» **Task item**: If a line in the data below holds the word "server", copy it.

» **Stored data entries**:

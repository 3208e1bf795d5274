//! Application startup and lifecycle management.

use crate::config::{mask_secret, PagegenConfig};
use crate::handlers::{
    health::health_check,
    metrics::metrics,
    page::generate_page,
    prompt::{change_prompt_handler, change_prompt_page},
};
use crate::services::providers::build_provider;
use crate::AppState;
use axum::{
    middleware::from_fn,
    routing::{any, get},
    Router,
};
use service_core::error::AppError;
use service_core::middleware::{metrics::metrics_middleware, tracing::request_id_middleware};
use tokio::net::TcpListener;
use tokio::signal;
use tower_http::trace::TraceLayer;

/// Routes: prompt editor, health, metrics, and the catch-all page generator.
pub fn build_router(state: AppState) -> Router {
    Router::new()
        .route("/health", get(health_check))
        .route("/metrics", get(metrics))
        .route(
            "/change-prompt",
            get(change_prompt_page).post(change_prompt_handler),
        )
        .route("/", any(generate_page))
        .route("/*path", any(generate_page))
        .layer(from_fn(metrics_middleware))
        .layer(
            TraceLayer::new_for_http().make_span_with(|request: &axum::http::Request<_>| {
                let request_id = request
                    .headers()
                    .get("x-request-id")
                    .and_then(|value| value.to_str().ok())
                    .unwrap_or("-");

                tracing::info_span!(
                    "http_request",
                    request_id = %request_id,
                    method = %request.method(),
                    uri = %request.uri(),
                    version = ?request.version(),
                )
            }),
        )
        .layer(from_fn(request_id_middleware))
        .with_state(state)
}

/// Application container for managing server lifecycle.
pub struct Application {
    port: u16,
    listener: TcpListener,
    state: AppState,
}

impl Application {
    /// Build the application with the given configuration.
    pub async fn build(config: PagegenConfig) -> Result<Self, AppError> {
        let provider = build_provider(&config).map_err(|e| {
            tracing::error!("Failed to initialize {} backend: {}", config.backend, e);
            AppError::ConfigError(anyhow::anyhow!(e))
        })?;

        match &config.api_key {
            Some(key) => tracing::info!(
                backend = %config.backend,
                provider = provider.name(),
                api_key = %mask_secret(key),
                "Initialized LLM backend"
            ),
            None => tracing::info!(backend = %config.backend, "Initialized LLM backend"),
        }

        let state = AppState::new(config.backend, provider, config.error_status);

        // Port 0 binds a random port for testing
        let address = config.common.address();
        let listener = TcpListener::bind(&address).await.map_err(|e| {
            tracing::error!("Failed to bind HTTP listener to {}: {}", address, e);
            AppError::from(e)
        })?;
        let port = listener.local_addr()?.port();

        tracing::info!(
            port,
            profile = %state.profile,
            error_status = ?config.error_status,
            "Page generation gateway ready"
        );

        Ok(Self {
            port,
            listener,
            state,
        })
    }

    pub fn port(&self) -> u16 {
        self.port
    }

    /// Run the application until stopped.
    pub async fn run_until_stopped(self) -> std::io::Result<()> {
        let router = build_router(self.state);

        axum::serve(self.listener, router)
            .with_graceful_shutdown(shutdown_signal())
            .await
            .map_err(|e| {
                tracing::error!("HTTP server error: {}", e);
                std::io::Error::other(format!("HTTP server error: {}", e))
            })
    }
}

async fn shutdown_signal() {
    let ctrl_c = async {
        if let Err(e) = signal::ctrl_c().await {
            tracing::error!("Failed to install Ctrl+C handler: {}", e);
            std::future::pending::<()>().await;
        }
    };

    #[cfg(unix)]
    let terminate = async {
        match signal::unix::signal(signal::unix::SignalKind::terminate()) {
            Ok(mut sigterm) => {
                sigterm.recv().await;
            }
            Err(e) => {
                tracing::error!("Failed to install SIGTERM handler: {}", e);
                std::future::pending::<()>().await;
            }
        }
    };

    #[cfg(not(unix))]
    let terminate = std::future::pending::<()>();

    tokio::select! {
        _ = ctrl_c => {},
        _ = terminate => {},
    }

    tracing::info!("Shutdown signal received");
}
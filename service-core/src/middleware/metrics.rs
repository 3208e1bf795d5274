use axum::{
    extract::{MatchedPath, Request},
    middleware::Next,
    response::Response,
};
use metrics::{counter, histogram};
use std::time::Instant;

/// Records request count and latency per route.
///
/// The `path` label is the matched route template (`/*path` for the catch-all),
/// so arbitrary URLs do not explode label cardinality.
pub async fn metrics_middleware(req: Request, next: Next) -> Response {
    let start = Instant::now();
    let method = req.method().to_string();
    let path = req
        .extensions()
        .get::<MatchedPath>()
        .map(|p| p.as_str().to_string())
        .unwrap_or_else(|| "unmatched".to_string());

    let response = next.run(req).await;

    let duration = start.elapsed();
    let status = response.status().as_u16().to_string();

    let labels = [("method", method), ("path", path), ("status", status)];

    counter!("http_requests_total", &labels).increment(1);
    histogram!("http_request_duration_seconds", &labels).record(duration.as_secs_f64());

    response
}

» **Response to the task**:
/// Application container for managing server lifecycle.
                tracing::error!("HTTP server error: {}", e);
                std::io::Error::other(format!("HTTP server error: {}", e))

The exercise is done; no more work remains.